Author: The looking glass
Recommended reason:
Recommended reason:
"Who am I" is any self-conscious person's self-awareness of himself, and in this self-awareness he becomes the object of his own thinking. Identity is a comprehensive and complex concept that psychologically constitutes the traits, beliefs, personality, appearance and expression of a person or group. How to express the concepts of on-chain identity, digital identity, and network identity, and what kind of identity management system do we need in the decentralized narrative? How is decentralized identity (DID) better than the existing web2 identity system?

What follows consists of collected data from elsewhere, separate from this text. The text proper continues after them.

use tracing::debug;

use super::events::{Member, Room, RoomId};
use crate::strategy::{Profile, Strategy};

/// A display name/avatar change waiting to be written for one room.
#[derive(Debug, Clone, PartialEq, Eq)]
pub struct PlannedRename {
    pub room_id: RoomId,
    /// Only used for display.
    pub room_name: String,
    pub old: Profile,
    pub new: Profile,
}

/// Which fields of the current profile the strategy lets us overwrite.
#[derive(Debug, Clone, Copy, PartialEq, Eq)]
pub struct RenamePermission {
    pub name: bool,
    pub avatar: bool,
}

impl RenamePermission {
    pub fn of<S: Strategy + ?Sized>(strategy: &S, current: &Profile) -> Self {
        Self {
            name: strategy.nick_change_allowed(current),
            avatar: strategy.avatar_change_allowed(current),
        }
    }

    /// Nothing may change, so the room can be skipped before fetching members.
    pub fn is_none(&self) -> bool {
        !self.name && !self.avatar
    }
}

/// Compute the rename for one room, if any.
///
/// Fields the strategy does not manage keep their current value no matter
/// what the strategy proposes. Returns `None` when nothing would change.
pub fn plan_rename<S: Strategy + ?Sized>(
    strategy: &S,
    room: &Room,
    members: &[Member],
) -> Option<PlannedRename> {
    let current = Profile::of_room(room);
    let permission = RenamePermission::of(strategy, &current);
    if permission.is_none() {
        return None;
    }

    let proposed = strategy.propose_name_and_avatar(&current, room, members);
    let target = Profile {
        name: if permission.name {
            proposed.name
        } else {
            current.name.clone()
        },
        avatar_url: if permission.avatar {
            proposed.avatar_url
        } else {
            current.avatar_url.clone()
        },
    };

    if target == current {
        debug!(room_id = %room.room_id, name = ?current.name, "keep");
        return None;
    }

    Some(PlannedRename {
        room_id: room.room_id.clone(),
        room_name: room.display_name.clone(),
        old: current,
        new: target,
    })
}

#[cfg(test)]
mod tests {
    use super::*;
    use crate::engine::events::RoomKind;
    use std::collections::HashSet;

    /// Always proposes the same profile; manages a fixed set of names/avatars.
    struct Fixed {
        managed_names: HashSet<&'static str>,
        managed_avatars: HashSet<&'static str>,
        proposal: Profile,
    }

    impl Strategy for Fixed {
        fn nick_change_allowed(&self, current: &Profile) -> bool {
            current.name.as_deref().is_some_and(|n| self.managed_names.contains(n))
        }

        fn avatar_change_allowed(&self, current: &Profile) -> bool {
            current
                .avatar_url
                .as_deref()
                .is_some_and(|a| self.managed_avatars.contains(a))
        }

        fn propose_name_and_avatar(&self, _: &Profile, _: &Room, _: &[Member]) -> Profile {
            self.proposal.clone()
        }

        fn via_servers_for(&self, _: &Room) -> Vec<String> {
            Vec::new()
        }
    }

    fn strategy() -> Fixed {
        Fixed {
            managed_names: ["Old Name", "Alice Friend"].into_iter().collect(),
            managed_avatars: ["mxc://x/old", "mxc://x/X"].into_iter().collect(),
            proposal: Profile::new(Some("Alice Friend"), Some("mxc://x/X")),
        }
    }

    fn room_with(name: Option<&str>, avatar: Option<&str>) -> Room {
        let mut room = Room::new("!r:example.com", "Chat", RoomKind::Ordinary);
        room.my_display_name = name.map(String::from);
        room.my_avatar_url = avatar.map(String::from);
        room
    }

    #[test]
    fn test_plans_change_for_managed_fields() {
        let room = room_with(Some("Old Name"), Some("mxc://x/old"));
        let plan = plan_rename(&strategy(), &room, &[]).unwrap();
        assert_eq!(plan.room_id, "!r:example.com");
        assert_eq!(plan.old, Profile::new(Some("Old Name"), Some("mxc://x/old")));
        assert_eq!(plan.new, Profile::new(Some("Alice Friend"), Some("mxc://x/X")));
    }

    #[test]
    fn test_second_pass_is_empty() {
        let room = room_with(Some("Old Name"), Some("mxc://x/old"));
        let plan = plan_rename(&strategy(), &room, &[]).unwrap();

        let applied = room_with(plan.new.name.as_deref(), plan.new.avatar_url.as_deref());
        assert!(plan_rename(&strategy(), &applied, &[]).is_none());
    }

    #[test]
    fn test_unmanaged_name_is_never_changed() {
        let room = room_with(Some("Hand Picked"), Some("mxc://x/old"));
        let plan = plan_rename(&strategy(), &room, &[]).unwrap();
        assert_eq!(plan.new.name.as_deref(), Some("Hand Picked"));
        assert_eq!(plan.new.avatar_url.as_deref(), Some("mxc://x/X"));
    }

    #[test]
    fn test_nothing_managed_is_skipped() {
        let room = room_with(Some("Hand Picked"), Some("mxc://x/custom"));
        assert!(plan_rename(&strategy(), &room, &[]).is_none());
        assert!(RenamePermission::of(&strategy(), &Profile::of_room(&room)).is_none());
    }

    #[test]
    fn test_no_change_yields_no_plan() {
        let room = room_with(Some("Alice Friend"), Some("mxc://x/X"));
        assert!(plan_rename(&strategy(), &room, &[]).is_none());
    }
}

We have survived in the isolated island of the web2 world for too long, with privacy leaks, information abuse, and algorithm exploitation. This article attempts to explore how we can build a brand new identity table through distributed identity tables under the leadership of Data sovereignty."I own my data"identity system.
The more one writes about "identity," the more the word becomes an unfathomable term because of its ubiquity. ——Erik Erikson
As Erik Erikson, the psychologist who coined the term "identity crisis," says, I often feel it's true: Identity is a nebulous concept with many connotations, and its meaning is highly dependent on For context, this is no exception in Web3.
In this post, I'll try to address this problem: building a framework—one that views identity in the web as a tool primarily for storing, managing, and retrieving information.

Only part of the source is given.